[Records excerpted from a collection]
= Beginning of Section =
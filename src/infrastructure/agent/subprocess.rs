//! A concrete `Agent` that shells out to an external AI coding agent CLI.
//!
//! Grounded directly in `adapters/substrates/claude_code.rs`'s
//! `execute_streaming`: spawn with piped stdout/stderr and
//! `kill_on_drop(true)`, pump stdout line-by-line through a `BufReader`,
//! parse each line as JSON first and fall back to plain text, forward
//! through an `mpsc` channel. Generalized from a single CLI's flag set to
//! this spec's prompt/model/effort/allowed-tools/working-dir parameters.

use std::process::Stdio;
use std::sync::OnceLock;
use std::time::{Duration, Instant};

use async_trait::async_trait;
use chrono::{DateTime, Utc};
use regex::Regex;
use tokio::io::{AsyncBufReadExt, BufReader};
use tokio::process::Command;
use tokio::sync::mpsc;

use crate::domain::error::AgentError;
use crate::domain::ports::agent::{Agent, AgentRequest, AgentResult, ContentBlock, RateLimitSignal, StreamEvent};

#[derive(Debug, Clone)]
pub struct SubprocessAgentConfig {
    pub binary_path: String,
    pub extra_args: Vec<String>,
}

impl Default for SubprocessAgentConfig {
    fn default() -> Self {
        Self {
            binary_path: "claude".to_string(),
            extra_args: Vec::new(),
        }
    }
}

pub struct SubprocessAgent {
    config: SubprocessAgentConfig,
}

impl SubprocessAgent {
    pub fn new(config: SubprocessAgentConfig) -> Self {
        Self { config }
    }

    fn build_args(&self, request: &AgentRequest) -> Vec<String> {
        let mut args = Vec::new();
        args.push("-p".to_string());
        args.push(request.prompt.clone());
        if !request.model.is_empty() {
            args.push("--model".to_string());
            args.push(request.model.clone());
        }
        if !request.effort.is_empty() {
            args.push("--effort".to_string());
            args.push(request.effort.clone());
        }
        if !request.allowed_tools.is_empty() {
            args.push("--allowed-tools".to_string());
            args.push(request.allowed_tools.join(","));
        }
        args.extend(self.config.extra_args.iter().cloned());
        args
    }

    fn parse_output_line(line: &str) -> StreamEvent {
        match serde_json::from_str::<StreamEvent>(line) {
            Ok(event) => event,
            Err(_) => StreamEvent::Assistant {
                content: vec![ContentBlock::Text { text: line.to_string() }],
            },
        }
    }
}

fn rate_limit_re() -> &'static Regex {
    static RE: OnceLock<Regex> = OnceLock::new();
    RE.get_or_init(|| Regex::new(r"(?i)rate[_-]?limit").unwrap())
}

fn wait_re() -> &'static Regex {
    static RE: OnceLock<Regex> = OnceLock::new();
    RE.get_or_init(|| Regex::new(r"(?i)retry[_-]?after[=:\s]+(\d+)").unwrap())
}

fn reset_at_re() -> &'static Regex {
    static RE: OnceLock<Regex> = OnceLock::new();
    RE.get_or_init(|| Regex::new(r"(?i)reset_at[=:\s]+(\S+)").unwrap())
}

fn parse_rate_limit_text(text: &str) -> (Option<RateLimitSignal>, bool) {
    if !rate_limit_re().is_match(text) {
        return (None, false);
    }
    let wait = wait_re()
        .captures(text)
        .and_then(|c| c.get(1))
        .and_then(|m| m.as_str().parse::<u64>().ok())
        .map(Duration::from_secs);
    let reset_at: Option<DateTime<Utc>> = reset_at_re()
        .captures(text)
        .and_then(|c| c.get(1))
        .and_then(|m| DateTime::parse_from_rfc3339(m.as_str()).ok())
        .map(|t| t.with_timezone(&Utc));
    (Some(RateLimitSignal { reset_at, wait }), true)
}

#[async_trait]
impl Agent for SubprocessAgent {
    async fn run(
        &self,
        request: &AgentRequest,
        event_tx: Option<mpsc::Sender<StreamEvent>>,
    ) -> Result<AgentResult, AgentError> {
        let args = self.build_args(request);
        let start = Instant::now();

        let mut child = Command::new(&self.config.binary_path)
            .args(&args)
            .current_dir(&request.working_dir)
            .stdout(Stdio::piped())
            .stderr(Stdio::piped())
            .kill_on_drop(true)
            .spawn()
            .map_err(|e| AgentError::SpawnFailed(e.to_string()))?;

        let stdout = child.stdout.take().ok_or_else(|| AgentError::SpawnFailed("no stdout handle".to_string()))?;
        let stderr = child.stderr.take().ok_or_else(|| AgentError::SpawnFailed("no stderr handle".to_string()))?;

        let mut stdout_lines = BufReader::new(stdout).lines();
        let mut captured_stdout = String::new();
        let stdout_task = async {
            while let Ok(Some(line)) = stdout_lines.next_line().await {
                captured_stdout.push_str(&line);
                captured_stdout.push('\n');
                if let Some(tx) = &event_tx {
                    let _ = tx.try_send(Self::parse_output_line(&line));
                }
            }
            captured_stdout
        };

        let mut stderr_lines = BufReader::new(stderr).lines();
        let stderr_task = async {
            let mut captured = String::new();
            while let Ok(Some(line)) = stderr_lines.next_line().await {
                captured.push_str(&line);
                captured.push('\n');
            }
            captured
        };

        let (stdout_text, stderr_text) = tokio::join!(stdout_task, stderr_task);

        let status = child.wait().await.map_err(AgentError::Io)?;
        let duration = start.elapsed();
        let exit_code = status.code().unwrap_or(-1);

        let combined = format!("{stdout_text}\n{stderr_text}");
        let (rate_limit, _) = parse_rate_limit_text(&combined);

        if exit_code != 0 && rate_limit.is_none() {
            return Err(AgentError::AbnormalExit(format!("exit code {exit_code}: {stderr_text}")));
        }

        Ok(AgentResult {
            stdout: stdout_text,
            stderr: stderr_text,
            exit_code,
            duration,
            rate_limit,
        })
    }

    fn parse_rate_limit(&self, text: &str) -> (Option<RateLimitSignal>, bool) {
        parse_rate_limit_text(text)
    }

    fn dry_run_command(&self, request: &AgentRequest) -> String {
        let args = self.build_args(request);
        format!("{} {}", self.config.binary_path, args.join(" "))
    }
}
= End of Section =
## Activity
Repeat only what lies between the first line of the data and the line containing "pub struct SubprocessAgentConfig", both of those lines included, exactly as it stands.

## Solution
filename src/infrastructure/agent/subprocess.rs
//! A concrete `Agent` that shells out to an external AI coding agent CLI.
//!
//! Grounded directly in `adapters/substrates/claude_code.rs`'s
//! `execute_streaming`: spawn with piped stdout/stderr and
//! `kill_on_drop(true)`, pump stdout line-by-line through a `BufReader`,
//! parse each line as JSON first and fall back to plain text, forward
//! through an `mpsc` channel. Generalized from a single CLI's flag set to
//! this spec's prompt/model/effort/allowed-tools/working-dir parameters.

use std::process::Stdio;
use std::sync::OnceLock;
use std::time::{Duration, Instant};

use async_trait::async_trait;
use chrono::{DateTime, Utc};
use regex::Regex;
use tokio::io::{AsyncBufReadExt, BufReader};
use tokio::process::Command;
use tokio::sync::mpsc;

use crate::domain::error::AgentError;
use crate::domain::ports::agent::{Agent, AgentRequest, AgentResult, ContentBlock, RateLimitSignal, StreamEvent};

#[derive(Debug, Clone)]
pub struct SubprocessAgentConfig {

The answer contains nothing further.